Nous retrouvons les charmes du roulage italien, avec beaucoup de trafic et peu de possibilités de dépassement, sur les grands axes, avant de prendre des voies moins chargées pour gagner Bolzano, la capitale historique du sud Tyrol, où la troupe se scindera, les couples étant logés à l’hôtel Post-Gries, et les solo à l’hôtel Chrys.

Il est des jours où la douche du soir se mérite, et d’autres où elle est la récompense d’une journée de roulage ardue.

©G. de CROP/Motomagazine

Demandez aux participants : celle de la journée du Stelvio 2015 a toutes les chances de rentrer dans la seconde catégorie…

Et pour clore cette journée chargée, les (bonnes) nouvelles concernant Yann, nous permettent d’aller dormir les neurones pas trop agitées…

Le programme de l’édition 2015 des Balkans avec Motomag


Dominique, accompagnateur et pilote de rallye

J – 3 avant le départ, tous les participants ont reçu le programme et se sont donnés rendez-vous le samedi 12 septembre à Chamonix.

Avec 13 étapes et 3 100 kms et six pays traversés : Suisse, Italie, Autriche, Slovénie, Croatie et Bosnie.

Les 50 équipages prendront la route le dimanche matin pour deux semaines de voyage. La « mise en roues » se fera directement par la vallée du Valais dite aussi « vallée des abricots » puis s’enchaîneront au fil de la semaine, des lacets et des lacs de montagne, les plus grands cols des alpes.

Nous franchirons notamment le fameux col du « Stelvio », terrain de jeu des motards locaux et qui a donné son nom à une moto de la fameuse marque italienne Moto Guzzi…

Puis nous prendrons la direction de l’Autriche et redescendrons vers la Bosnie.

Nous visiterons en Croatie le parc naturel des lacs de Plitvice, qui fait partie du patrimoine mondial de l’UNESCO depuis 1979.

Il sera alors temps de prendre tranquillement le chemin du retour en empruntant des routes différents de l’aller.

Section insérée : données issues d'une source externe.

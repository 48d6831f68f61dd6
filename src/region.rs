use std::net::SocketAddr;

use crate::object::ObjectData;
use crate::types::{GlobalId, LocalId, RegionId};

/// Payload recovered from a region-side cache hit. Cache entries were
/// written from earlier full updates, so a hit always carries the complete
/// identity (including the raw classification byte) plus decoded data.
#[derive(Clone, Copy, Debug)]
pub struct CacheEntry {
    pub global_id: GlobalId,
    pub local_id: LocalId,
    pub type_code: u8,
    pub data: ObjectData,
}

/// Boundary with the region/simulator collaborator that owns a portion of
/// world space. Implemented by the embedder; the sync core never holds more
/// than a `RegionId` between calls.
pub trait Region {
    fn region_id(&self) -> RegionId;

    /// Network identity of the simulator host backing this region.
    fn host(&self) -> SocketAddr;

    fn water_height(&self) -> f32;

    /// The region tracks which local ids this client has instantiated.
    fn add_to_created_list(&mut self, local_id: LocalId);

    /// Looks up the payload for a `Cached` update record by its integrity
    /// tag. `None` is a cache miss: the entry is dropped for this frame and
    /// the object's state stays whatever it was.
    fn cache_lookup(&mut self, cache_id: u32, crc: u32) -> Option<CacheEntry>;
}
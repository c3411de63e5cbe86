use anyhow::{Context, Result};
use std::sync::Arc;
use tracing::info;
use tracing_subscriber::EnvFilter;

mod config;
mod model;
mod predictor;
mod routes;

use crate::config::AppConfig;
use crate::predictor::Predictor;
use crate::routes::PredictService;

#[tokio::main]
async fn main() -> Result<()> {
    let config = AppConfig::load().context("Failed to load configuration")?;

    tracing_subscriber::fmt()
        .with_env_filter(
            EnvFilter::try_from_default_env()
                .unwrap_or_else(|_| EnvFilter::new(&config.logging.level)),
        )
        .init();

    info!(
        model = %config.model.path,
        tags = ?config.model.tags,
        max_concurrent = config.inference.max_concurrent,
        "Configuration loaded"
    );

    // no model, no traffic: a load failure ends the process here
    let model = model::load(&config.model).context("Failed to load model")?;
    info!(
        input = %model.contract().input_node,
        output = %model.contract().output_node,
        slot = model.contract().output_slot,
        "Model loaded"
    );
    let predictor = Predictor::new(Arc::new(model));
    let service = PredictService::new(Arc::new(predictor), config.inference.max_concurrent);

    let (addr, server) = warp::serve(routes::routes(service))
        .try_bind_ephemeral(config.server.socket_addr())
        .with_context(|| format!("Failed to bind {}", config.server.socket_addr()))?;

    info!(%addr, "listening on port {}", addr.port());
    server.await;

    Ok(())
}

Retrouver le programme détaillé en lien dans l’article de présentation ici

http://www.motomag.com/Rando-Motomag-Balkans.html#.VfBaLZcaPxI

Nos partenaires pour les Balkans 2015


Dominique, accompagnateur et pilote de rallye

Yamaha Motor France

C’est un grand constructeur historique qui devient partenaire de l’édition 2015 de notre rando. Tous les participants qui le souhaitent pourront essayer les deux modèles que Yamaha mettra à leur disposition.

La FJR 1300 est “la” grande routière de la marque aux trois diapasons. Conçue pour avaler du kilomètre, elle est dotée d’assistances électroniques tant au niveau de la partie cycle que de la cartographie moteur qui permettent au pilote d’adapter sa machine aux conditions de la route et du chargement.

La XTZ 1200 Ténéré porte un nom qui invite aux voyages plus exotiques, nous rappelant les aventures des rallyes Paris-Dakar du temps où ils se déroulaient en Afrique. Ambitionnant d’être aussi à l’aise sur autoroute que sur les pistes roulantes, les participants à la rando pourront évaluer son potentiel sur les routes montagneuses des Balkans.

Tous les jours sur le blog, les randonneurs/essayeurs d’un jour donneront leur avis par rapport à leur moto personnelle. Les passager(e)s auront aussi leur mot à dire.

http://www.yamaha-motor.eu/fr/index.aspx

TRIPY : Le GPS de vos balades inoubliables

Partenaire depuis les débuts, Tripy permet aux motards useurs de bitume, fans de tout-terrain ou amoureux de belles élégantes, fiez-vous au GPS Tripy II et vous allez parcourir des balades de rêves. Avec Tripy, c’est toujours l’itinéraire qui prime sur la destination.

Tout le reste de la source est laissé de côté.